■ **How to complete this task**
Every line in the data below from the one containing "if t.bytes().all(|b| b.is_ascii_alphanumeric()" down to the one containing "and an all-zero", both included, must be retyped exactly; no other line is to appear.

■ **Supplied entries**
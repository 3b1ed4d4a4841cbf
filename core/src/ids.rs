//! Identifier canonicalization.
//!
//! RULE: every identifier that crosses a record-set boundary goes through
//! `canonical_id` first. Source systems hand back the same account number as
//! an integer, a float, or zero-padded text depending on the query; joins only
//! work once all of them collapse to one string form.

use crate::{
    error::{R360Error, R360Result},
    types::{KeyId, PartyId},
};
use serde::{Deserialize, Serialize};
use std::cmp::Ordering;

/// A cell as it arrives from a tabular source, before normalization.
#[derive(Debug, Clone, PartialEq, Serialize, Deserialize)]
#[serde(untagged)]
pub enum RawValue {
    Null,
    Int(i64),
    Real(f64),
    Text(String),
}

impl From<i64> for RawValue {
    fn from(v: i64) -> Self { RawValue::Int(v) }
}

impl From<i32> for RawValue {
    fn from(v: i32) -> Self { RawValue::Int(v as i64) }
}

impl From<f64> for RawValue {
    fn from(v: f64) -> Self { RawValue::Real(v) }
}

impl From<&str> for RawValue {
    fn from(v: &str) -> Self { RawValue::Text(v.to_string()) }
}

impl From<String> for RawValue {
    fn from(v: String) -> Self { RawValue::Text(v) }
}

impl<T: Into<RawValue>> From<Option<T>> for RawValue {
    fn from(v: Option<T>) -> Self {
        v.map(Into::into).unwrap_or(RawValue::Null)
    }
}

impl From<rusqlite::types::Value> for RawValue {
    fn from(v: rusqlite::types::Value) -> Self {
        use rusqlite::types::Value;
        match v {
            Value::Null       => RawValue::Null,
            Value::Integer(i) => RawValue::Int(i),
            Value::Real(f)    => RawValue::Real(f),
            Value::Text(s)    => RawValue::Text(s),
            Value::Blob(b)    => RawValue::Text(String::from_utf8_lossy(&b).into_owned()),
        }
    }
}

impl RawValue {
    /// Text view of a non-identifier cell (status codes, address lines).
    pub fn as_text(&self) -> Option<String> {
        match self {
            RawValue::Null    => None,
            RawValue::Int(i)  => Some(i.to_string()),
            RawValue::Real(f) => Some(f.to_string()),
            RawValue::Text(s) => {
                let t = s.trim();
                if t.is_empty() { None } else { Some(t.to_string()) }
            }
        }
    }
}

/// Canonicalize an identifier cell. `Ok(None)` means the cell was empty.
///
/// - integers render as decimal
/// - integral floats drop their fraction (`100.0` → `"100"`)
/// - decimal text drops leading zeros and a zero fraction, keeping any sign
///   (`"-05.0"` → `"-5"`), the same as the numeric forms
/// - other text is trimmed and must be ASCII alphanumeric, `-` or `_`
pub fn canonical_id(record_set: &str, column: &str, raw: &RawValue) -> R360Result<Option<String>> {
    let bad = |shown: String| {
        R360Error::integrity(
            record_set,
            format!("column '{column}' holds unparseable identifier {shown}"),
        )
    };

    match raw {
        RawValue::Null   => Ok(None),
        RawValue::Int(i) => Ok(Some(i.to_string())),
        RawValue::Real(f) => {
            if f.is_finite() && f.fract() == 0.0 && f.abs() < 9.0e15 {
                Ok(Some((*f as i64).to_string()))
            } else {
                Err(bad(f.to_string()))
            }
        }
        RawValue::Text(s) => {
            let t = s.trim();
            if t.is_empty() {
                return Ok(None);
            }
            if let Some(number) = decimal_text(t) {
                return Ok(Some(number));
            }
            if t.contains('.') {
                return Err(bad(format!("'{s}'")));
            }
            if t.bytes().all(|b| b.is_ascii_alphanumeric() || b == b'-' || b == b'_') {
                Ok(Some(t.to_string()))
            } else {
                Err(bad(format!("'{s}'")))
            }
        }
    }
}

/// Canonical form of a decimal text id with an optional sign and an all-zero
/// fraction (`"-05.00"` → `"-5"`), or `None` if `t` is not one.
fn decimal_text(t: &str) -> Option<String> {
    let (negative, unsigned) = match t.strip_prefix('-') {
        Some(rest) => (true, rest),
        None => (false, t),
    };
    let (whole, frac) = unsigned.split_once('.').unwrap_or((unsigned, ""));
    if whole.is_empty()
        || !whole.bytes().all(|b| b.is_ascii_digit())
        || !frac.bytes().all(|b| b == b'0')
    {
        return None;
    }
    let stripped = whole.trim_start_matches('0');
    Some(match (stripped.is_empty(), negative) {
        (true, _)      => "0".into(),
        (false, true)  => format!("-{stripped}"),
        (false, false) => stripped.into(),
    })
}

/// Same as `canonical_id` but an empty cell is an error.
pub fn required_id(record_set: &str, column: &str, raw: &RawValue) -> R360Result<String> {
    canonical_id(record_set, column, raw)?.ok_or_else(|| {
        R360Error::integrity(record_set, format!("column '{column}' is empty"))
    })
}

pub fn person_party(persnbr: &str) -> PartyId {
    format!("P{persnbr}")
}

pub fn org_party(orgnbr: &str) -> PartyId {
    format!("O{orgnbr}")
}

/// Ordering for canonical ids: digit-only ids compare by numeric value and
/// sort before anything alphanumeric, which compares lexicographically.
pub fn natural_cmp(a: &str, b: &str) -> Ordering {
    let a_num = !a.is_empty() && a.bytes().all(|c| c.is_ascii_digit());
    let b_num = !b.is_empty() && b.bytes().all(|c| c.is_ascii_digit());
    match (a_num, b_num) {
        (true, true)   => a.len().cmp(&b.len()).then_with(|| a.cmp(b)),
        (true, false)  => Ordering::Less,
        (false, true)  => Ordering::Greater,
        (false, false) => a.cmp(b),
    }
}

/// Numeric value of a key id, if it is a canonical decimal key.
pub fn key_number(key: &KeyId) -> Option<u64> {
    if key.is_empty() || !key.bytes().all(|b| b.is_ascii_digit()) {
        return None;
    }
    if key.len() > 1 && key.starts_with('0') {
        return None;
    }
    key.parse().ok()
}

#[cfg(test)]
mod tests {
    use super::*;

    fn canon(raw: RawValue) -> Option<String> {
        canonical_id("accounts", "acctnbr", &raw).unwrap()
    }

    #[test]
    fn numeric_and_text_forms_collapse() {
        assert_eq!(canon(RawValue::Int(100)), Some("100".into()));
        assert_eq!(canon(RawValue::Real(100.0)), Some("100".into()));
        assert_eq!(canon("100".into()), Some("100".into()));
        assert_eq!(canon(" 00100 ".into()), Some("100".into()));
        assert_eq!(canon("100.0".into()), Some("100".into()));
        assert_eq!(canon("0".into()), Some("0".into()));
    }

    #[test]
    fn signed_ids_agree_across_forms() {
        for raw in [
            RawValue::Int(-5),
            RawValue::Real(-5.0),
            "-5".into(),
            "-05".into(),
            "-5.0".into(),
        ] {
            assert_eq!(canon(raw), Some("-5".into()));
        }
        assert_eq!(canon("-0".into()), Some("0".into()));
        assert_eq!(canon(RawValue::Real(-0.0)), Some("0".into()));
    }

    #[test]
    fn empty_cells_are_absent() {
        assert_eq!(canon(RawValue::Null), None);
        assert_eq!(canon("   ".into()), None);
    }

    #[test]
    fn alphanumeric_ids_pass_through() {
        assert_eq!(canon("IOLTA-7".into()), Some("IOLTA-7".into()));
    }

    #[test]
    fn unparseable_ids_are_integrity_errors() {
        for raw in [
            RawValue::Real(100.5),
            RawValue::Real(f64::NAN),
            RawValue::Text("12 34".into()),
            RawValue::Text("100.5".into()),
            RawValue::Text("-100.5".into()),
            RawValue::Text("1.0.0".into()),
            RawValue::Text("abc$".into()),
        ] {
            let err = canonical_id("accounts", "acctnbr", &raw).unwrap_err();
            assert!(matches!(err, R360Error::DataIntegrity { .. }), "{raw:?} gave {err}");
        }
    }

    #[test]
    fn natural_order_is_numeric_first() {
        let mut ids = vec!["101", "A7", "20", "3", "A10"];
        ids.sort_by(|a, b| natural_cmp(a, b));
        assert_eq!(ids, vec!["3", "20", "101", "A10", "A7"]);
    }

    #[test]
    fn key_numbers_require_canonical_decimal() {
        assert_eq!(key_number(&"42".to_string()), Some(42));
        assert_eq!(key_number(&"042".to_string()), None);
        assert_eq!(key_number(&"K42".to_string()), None);
    }
}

■ **Solved problem**
            if t.bytes().all(|b| b.is_ascii_alphanumeric() || b == b'-' || b == b'_') {
                Ok(Some(t.to_string()))
            } else {
                Err(bad(format!("'{s}'")))
            }
        }
    }
}

/// Canonical form of a decimal text id with an optional sign and an all-zero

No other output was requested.